**Task goal:** Reproduce, character for character, the entries from their opening line through the line with "move at all.".

Supplied material section start

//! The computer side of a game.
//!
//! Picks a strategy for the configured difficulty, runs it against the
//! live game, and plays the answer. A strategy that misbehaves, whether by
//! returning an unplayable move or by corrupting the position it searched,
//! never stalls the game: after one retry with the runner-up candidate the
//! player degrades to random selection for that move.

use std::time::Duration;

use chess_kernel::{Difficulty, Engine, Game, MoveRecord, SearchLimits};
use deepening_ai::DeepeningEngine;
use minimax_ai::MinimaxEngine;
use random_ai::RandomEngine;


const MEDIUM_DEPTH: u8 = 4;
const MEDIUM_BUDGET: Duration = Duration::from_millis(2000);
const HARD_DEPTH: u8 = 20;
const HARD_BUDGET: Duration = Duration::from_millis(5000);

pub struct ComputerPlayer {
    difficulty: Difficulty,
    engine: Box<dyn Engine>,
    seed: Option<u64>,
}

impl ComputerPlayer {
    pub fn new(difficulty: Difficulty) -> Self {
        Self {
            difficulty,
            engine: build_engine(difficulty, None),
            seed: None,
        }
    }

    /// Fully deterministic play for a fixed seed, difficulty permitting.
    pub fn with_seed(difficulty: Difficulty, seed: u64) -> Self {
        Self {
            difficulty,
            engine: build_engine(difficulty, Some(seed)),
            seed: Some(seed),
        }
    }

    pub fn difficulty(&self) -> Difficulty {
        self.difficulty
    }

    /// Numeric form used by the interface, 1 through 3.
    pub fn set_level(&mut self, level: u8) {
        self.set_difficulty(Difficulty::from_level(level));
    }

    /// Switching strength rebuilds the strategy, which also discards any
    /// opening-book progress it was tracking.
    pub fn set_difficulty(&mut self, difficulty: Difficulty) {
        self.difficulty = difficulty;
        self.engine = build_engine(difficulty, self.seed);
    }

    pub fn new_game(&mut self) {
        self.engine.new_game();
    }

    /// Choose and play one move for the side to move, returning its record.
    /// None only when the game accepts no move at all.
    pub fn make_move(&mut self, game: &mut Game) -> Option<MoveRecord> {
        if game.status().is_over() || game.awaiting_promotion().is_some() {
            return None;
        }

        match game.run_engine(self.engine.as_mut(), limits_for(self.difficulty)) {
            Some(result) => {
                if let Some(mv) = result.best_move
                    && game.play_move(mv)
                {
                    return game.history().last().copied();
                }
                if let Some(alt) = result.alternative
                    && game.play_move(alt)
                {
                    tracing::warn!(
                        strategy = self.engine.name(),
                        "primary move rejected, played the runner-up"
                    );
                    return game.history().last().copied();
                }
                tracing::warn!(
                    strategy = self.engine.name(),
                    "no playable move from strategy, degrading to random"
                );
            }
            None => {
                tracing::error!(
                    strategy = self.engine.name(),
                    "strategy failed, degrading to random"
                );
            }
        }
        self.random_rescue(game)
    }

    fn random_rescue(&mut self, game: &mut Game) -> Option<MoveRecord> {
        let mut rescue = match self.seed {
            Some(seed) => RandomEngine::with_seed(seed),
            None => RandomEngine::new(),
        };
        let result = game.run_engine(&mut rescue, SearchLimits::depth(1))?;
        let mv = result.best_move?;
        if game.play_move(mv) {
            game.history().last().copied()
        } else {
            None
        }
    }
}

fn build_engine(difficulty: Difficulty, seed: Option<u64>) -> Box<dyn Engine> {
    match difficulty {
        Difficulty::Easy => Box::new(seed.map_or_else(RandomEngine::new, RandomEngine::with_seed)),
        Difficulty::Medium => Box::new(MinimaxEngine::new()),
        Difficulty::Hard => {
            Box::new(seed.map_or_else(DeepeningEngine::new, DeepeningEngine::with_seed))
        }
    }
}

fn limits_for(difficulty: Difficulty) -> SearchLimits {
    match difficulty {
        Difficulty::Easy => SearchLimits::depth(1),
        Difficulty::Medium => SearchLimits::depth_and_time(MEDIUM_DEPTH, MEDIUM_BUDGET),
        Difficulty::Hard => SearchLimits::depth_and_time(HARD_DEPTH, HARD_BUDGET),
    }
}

Supplied material section end

**Solution below:**
//! The computer side of a game.
//!
//! Picks a strategy for the configured difficulty, runs it against the
//! live game, and plays the answer. A strategy that misbehaves, whether by
//! returning an unplayable move or by corrupting the position it searched,
//! never stalls the game: after one retry with the runner-up candidate the
//! player degrades to random selection for that move.

use std::time::Duration;

use chess_kernel::{Difficulty, Engine, Game, MoveRecord, SearchLimits};
use deepening_ai::DeepeningEngine;
use minimax_ai::MinimaxEngine;
use random_ai::RandomEngine;


const MEDIUM_DEPTH: u8 = 4;
const MEDIUM_BUDGET: Duration = Duration::from_millis(2000);
const HARD_DEPTH: u8 = 20;
const HARD_BUDGET: Duration = Duration::from_millis(5000);

pub struct ComputerPlayer {
    difficulty: Difficulty,
    engine: Box<dyn Engine>,
    seed: Option<u64>,
}

impl ComputerPlayer {
    pub fn new(difficulty: Difficulty) -> Self {
        Self {
            difficulty,
            engine: build_engine(difficulty, None),
            seed: None,
        }
    }

    /// Fully deterministic play for a fixed seed, difficulty permitting.
    pub fn with_seed(difficulty: Difficulty, seed: u64) -> Self {
        Self {
            difficulty,
            engine: build_engine(difficulty, Some(seed)),
            seed: Some(seed),
        }
    }

    pub fn difficulty(&self) -> Difficulty {
        self.difficulty
    }

    /// Numeric form used by the interface, 1 through 3.
    pub fn set_level(&mut self, level: u8) {
        self.set_difficulty(Difficulty::from_level(level));
    }

    /// Switching strength rebuilds the strategy, which also discards any
    /// opening-book progress it was tracking.
    pub fn set_difficulty(&mut self, difficulty: Difficulty) {
        self.difficulty = difficulty;
        self.engine = build_engine(difficulty, self.seed);
    }

    pub fn new_game(&mut self) {
        self.engine.new_game();
    }

    /// Choose and play one move for the side to move, returning its record.
    /// None only when the game accepts no move at all.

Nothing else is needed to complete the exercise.